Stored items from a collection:
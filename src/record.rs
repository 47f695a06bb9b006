//! Customer/policy snapshot as supplied by the data layer
//!
//! Records arrive as JSON objects produced from a tabular export, so field
//! names follow either the English names below or the Spanish
//! column names, and loosely-typed cells (numbers for phones, `1.0` for
//! consent flags, `"150000"` for amounts) are accepted.

use anyhow::{Context, Result};
use serde::{Deserialize, Deserializer, Serialize};
use std::fs;
use std::path::Path;

/// Read-only snapshot of one customer/policy row
#[derive(Debug, Clone, Default, PartialEq, Serialize, Deserialize)]
pub struct NotificationRecord {
    #[serde(default, alias = "id_cliente", deserialize_with = "token")]
    pub customer_id: Option<String>,
    #[serde(default, alias = "numero_poliza", deserialize_with = "token")]
    pub policy_number: Option<String>,
    #[serde(default, alias = "nombre_cliente", deserialize_with = "token")]
    pub customer_name: Option<String>,
    #[serde(default, alias = "email_cliente", deserialize_with = "token")]
    pub email: Option<String>,
    #[serde(default, alias = "telefono_cliente", deserialize_with = "token")]
    pub phone: Option<String>,
    #[serde(default, alias = "consentimiento_email", deserialize_with = "token")]
    pub consent_email: Option<String>,
    #[serde(default, alias = "consentimiento_whatsapp", deserialize_with = "token")]
    pub consent_whatsapp: Option<String>,
    #[serde(default, alias = "valor_en_mora", deserialize_with = "amount")]
    pub arrears_amount: Option<f64>,
    #[serde(default, alias = "fecha_venc_factura", deserialize_with = "token")]
    pub due_date: Option<String>,
    #[serde(default, alias = "link_pago", deserialize_with = "token")]
    pub payment_link: Option<String>,
    #[serde(default, alias = "producto", deserialize_with = "token")]
    pub product: Option<String>,
    #[serde(default, deserialize_with = "token")]
    pub plan: Option<String>,
    #[serde(default, alias = "fecha_fin_vigencia", deserialize_with = "token")]
    pub end_of_validity: Option<String>,
    #[serde(default, alias = "dias_para_vencimiento", deserialize_with = "days")]
    pub days_to_expiry: Option<i64>,
    #[serde(default, alias = "renovable", deserialize_with = "token")]
    pub renewable: Option<String>,
}

impl NotificationRecord {
    pub fn display_name(&self) -> &str {
        non_blank(&self.customer_name).unwrap_or("Cliente")
    }

    pub fn customer_id(&self) -> &str {
        self.customer_id.as_deref().unwrap_or("")
    }

    pub fn policy_number(&self) -> &str {
        self.policy_number.as_deref().unwrap_or("")
    }

    pub fn arrears_amount(&self) -> f64 {
        self.arrears_amount.unwrap_or(0.0)
    }

    pub fn due_date(&self) -> &str {
        self.due_date.as_deref().unwrap_or("")
    }

    pub fn payment_link(&self) -> &str {
        self.payment_link.as_deref().unwrap_or("")
    }

    pub fn product(&self) -> &str {
        self.product.as_deref().unwrap_or("")
    }

    pub fn plan(&self) -> &str {
        self.plan.as_deref().unwrap_or("")
    }

    pub fn end_of_validity(&self) -> &str {
        self.end_of_validity.as_deref().unwrap_or("")
    }

    pub fn days_to_expiry(&self) -> i64 {
        self.days_to_expiry.unwrap_or(0)
    }

    /// Whether the record falls inside a renewal window of `horizon_days`.
    ///
    /// Records without a days-to-expiry value are outside every window.
    /// A missing renewable flag counts as renewable.
    pub fn in_renewal_window(&self, horizon_days: i64) -> bool {
        let Some(days) = self.days_to_expiry else {
            return false;
        };
        if days > horizon_days {
            return false;
        }
        match non_blank(&self.renewable) {
            None => true,
            Some(flag) => matches!(
                flag.trim().to_lowercase().as_str(),
                "true" | "1" | "si" | "sí" | "yes"
            ),
        }
    }
}

/// Load a JSON array of records from disk
pub fn load_records(path: &Path) -> Result<Vec<NotificationRecord>> {
    let content = fs::read_to_string(path)
        .with_context(|| format!("Cannot read records file {}", path.display()))?;
    let records: Vec<NotificationRecord> = serde_json::from_str(&content)
        .with_context(|| format!("Invalid records file {}", path.display()))?;
    Ok(records)
}

fn non_blank(value: &Option<String>) -> Option<&str> {
    value.as_deref().filter(|s| !s.trim().is_empty())
}

/// Strings, numbers and booleans all become text; null stays `None`
fn token<'de, D>(deserializer: D) -> std::result::Result<Option<String>, D::Error>
where
    D: Deserializer<'de>,
{
    let value = Option::<serde_json::Value>::deserialize(deserializer)?;
    Ok(match value {
        Some(serde_json::Value::String(s)) => Some(s),
        Some(serde_json::Value::Number(n)) => Some(n.to_string()),
        Some(serde_json::Value::Bool(b)) => Some(b.to_string()),
        _ => None,
    })
}

fn amount<'de, D>(deserializer: D) -> std::result::Result<Option<f64>, D::Error>
where
    D: Deserializer<'de>,
{
    let value = Option::<serde_json::Value>::deserialize(deserializer)?;
    Ok(match value {
        Some(serde_json::Value::Number(n)) => n.as_f64(),
        Some(serde_json::Value::String(s)) => s.trim().parse::<f64>().ok(),
        _ => None,
    }
    .filter(|v| v.is_finite()))
}

fn days<'de, D>(deserializer: D) -> std::result::Result<Option<i64>, D::Error>
where
    D: Deserializer<'de>,
{
    Ok(amount(deserializer)?.map(|v| v.trunc() as i64))
}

> PROBLEM DESCRIPTION
The entries need to be set down again in full, with no word changed.

> RESPONSE TO THIS EXERCISE
filename src/record.rs
repository 47f695a06bb9b006
//! Customer/policy snapshot as supplied by the data layer
//!
//! Records arrive as JSON objects produced from a tabular export, so field
//! names follow either the English names below or the Spanish
//! column names, and loosely-typed cells (numbers for phones, `1.0` for
//! consent flags, `"150000"` for amounts) are accepted.

use anyhow::{Context, Result};
use serde::{Deserialize, Deserializer, Serialize};
use std::fs;
use std::path::Path;

/// Read-only snapshot of one customer/policy row
#[derive(Debug, Clone, Default, PartialEq, Serialize, Deserialize)]
pub struct NotificationRecord {
    #[serde(default, alias = "id_cliente", deserialize_with = "token")]
    pub customer_id: Option<String>,
    #[serde(default, alias = "numero_poliza", deserialize_with = "token")]
    pub policy_number: Option<String>,
    #[serde(default, alias = "nombre_cliente", deserialize_with = "token")]
    pub customer_name: Option<String>,
    #[serde(default, alias = "email_cliente", deserialize_with = "token")]
    pub email: Option<String>,
    #[serde(default, alias = "telefono_cliente", deserialize_with = "token")]
    pub phone: Option<String>,
    #[serde(default, alias = "consentimiento_email", deserialize_with = "token")]
    pub consent_email: Option<String>,
    #[serde(default, alias = "consentimiento_whatsapp", deserialize_with = "token")]
    pub consent_whatsapp: Option<String>,
    #[serde(default, alias = "valor_en_mora", deserialize_with = "amount")]
    pub arrears_amount: Option<f64>,
    #[serde(default, alias = "fecha_venc_factura", deserialize_with = "token")]
    pub due_date: Option<String>,
    #[serde(default, alias = "link_pago", deserialize_with = "token")]
    pub payment_link: Option<String>,
    #[serde(default, alias = "producto", deserialize_with = "token")]
    pub product: Option<String>,
    #[serde(default, deserialize_with = "token")]
    pub plan: Option<String>,
    #[serde(default, alias = "fecha_fin_vigencia", deserialize_with = "token")]
    pub end_of_validity: Option<String>,
    #[serde(default, alias = "dias_para_vencimiento", deserialize_with = "days")]
    pub days_to_expiry: Option<i64>,
    #[serde(default, alias = "renovable", deserialize_with = "token")]
    pub renewable: Option<String>,
}

impl NotificationRecord {
    pub fn display_name(&self) -> &str {
        non_blank(&self.customer_name).unwrap_or("Cliente")
    }

    pub fn customer_id(&self) -> &str {
        self.customer_id.as_deref().unwrap_or("")
    }

    pub fn policy_number(&self) -> &str {
        self.policy_number.as_deref().unwrap_or("")
    }

    pub fn arrears_amount(&self) -> f64 {
        self.arrears_amount.unwrap_or(0.0)
    }

    pub fn due_date(&self) -> &str {
        self.due_date.as_deref().unwrap_or("")
    }

    pub fn payment_link(&self) -> &str {
        self.payment_link.as_deref().unwrap_or("")
    }

    pub fn product(&self) -> &str {
        self.product.as_deref().unwrap_or("")
    }

    pub fn plan(&self) -> &str {
        self.plan.as_deref().unwrap_or("")
    }

    pub fn end_of_validity(&self) -> &str {
        self.end_of_validity.as_deref().unwrap_or("")
    }

    pub fn days_to_expiry(&self) -> i64 {
        self.days_to_expiry.unwrap_or(0)
    }

    /// Whether the record falls inside a renewal window of `horizon_days`.
    ///
    /// Records without a days-to-expiry value are outside every window.
    /// A missing renewable flag counts as renewable.
    pub fn in_renewal_window(&self, horizon_days: i64) -> bool {
        let Some(days) = self.days_to_expiry else {
            return false;
        };
        if days > horizon_days {
            return false;
        }
        match non_blank(&self.renewable) {
            None => true,
            Some(flag) => matches!(
                flag.trim().to_lowercase().as_str(),
                "true" | "1" | "si" | "sí" | "yes"
            ),
        }
    }
}

/// Load a JSON array of records from disk
pub fn load_records(path: &Path) -> Result<Vec<NotificationRecord>> {
    let content = fs::read_to_string(path)
        .with_context(|| format!("Cannot read records file {}", path.display()))?;
    let records: Vec<NotificationRecord> = serde_json::from_str(&content)
        .with_context(|| format!("Invalid records file {}", path.display()))?;
    Ok(records)
}

fn non_blank(value: &Option<String>) -> Option<&str> {
    value.as_deref().filter(|s| !s.trim().is_empty())
}

/// Strings, numbers and booleans all become text; null stays `None`
fn token<'de, D>(deserializer: D) -> std::result::Result<Option<String>, D::Error>
where
    D: Deserializer<'de>,
{
    let value = Option::<serde_json::Value>::deserialize(deserializer)?;
    Ok(match value {
        Some(serde_json::Value::String(s)) => Some(s),
        Some(serde_json::Value::Number(n)) => Some(n.to_string()),
        Some(serde_json::Value::Bool(b)) => Some(b.to_string()),
        _ => None,
    })
}

fn amount<'de, D>(deserializer: D) -> std::result::Result<Option<f64>, D::Error>
where
    D: Deserializer<'de>,
{
    let value = Option::<serde_json::Value>::deserialize(deserializer)?;
    Ok(match value {
        Some(serde_json::Value::Number(n)) => n.as_f64(),
        Some(serde_json::Value::String(s)) => s.trim().parse::<f64>().ok(),
        _ => None,
    }
    .filter(|v| v.is_finite()))
}

fn days<'de, D>(deserializer: D) -> std::result::Result<Option<i64>, D::Error>
where
    D: Deserializer<'de>,
{
    Ok(amount(deserializer)?.map(|v| v.trunc() as i64))
}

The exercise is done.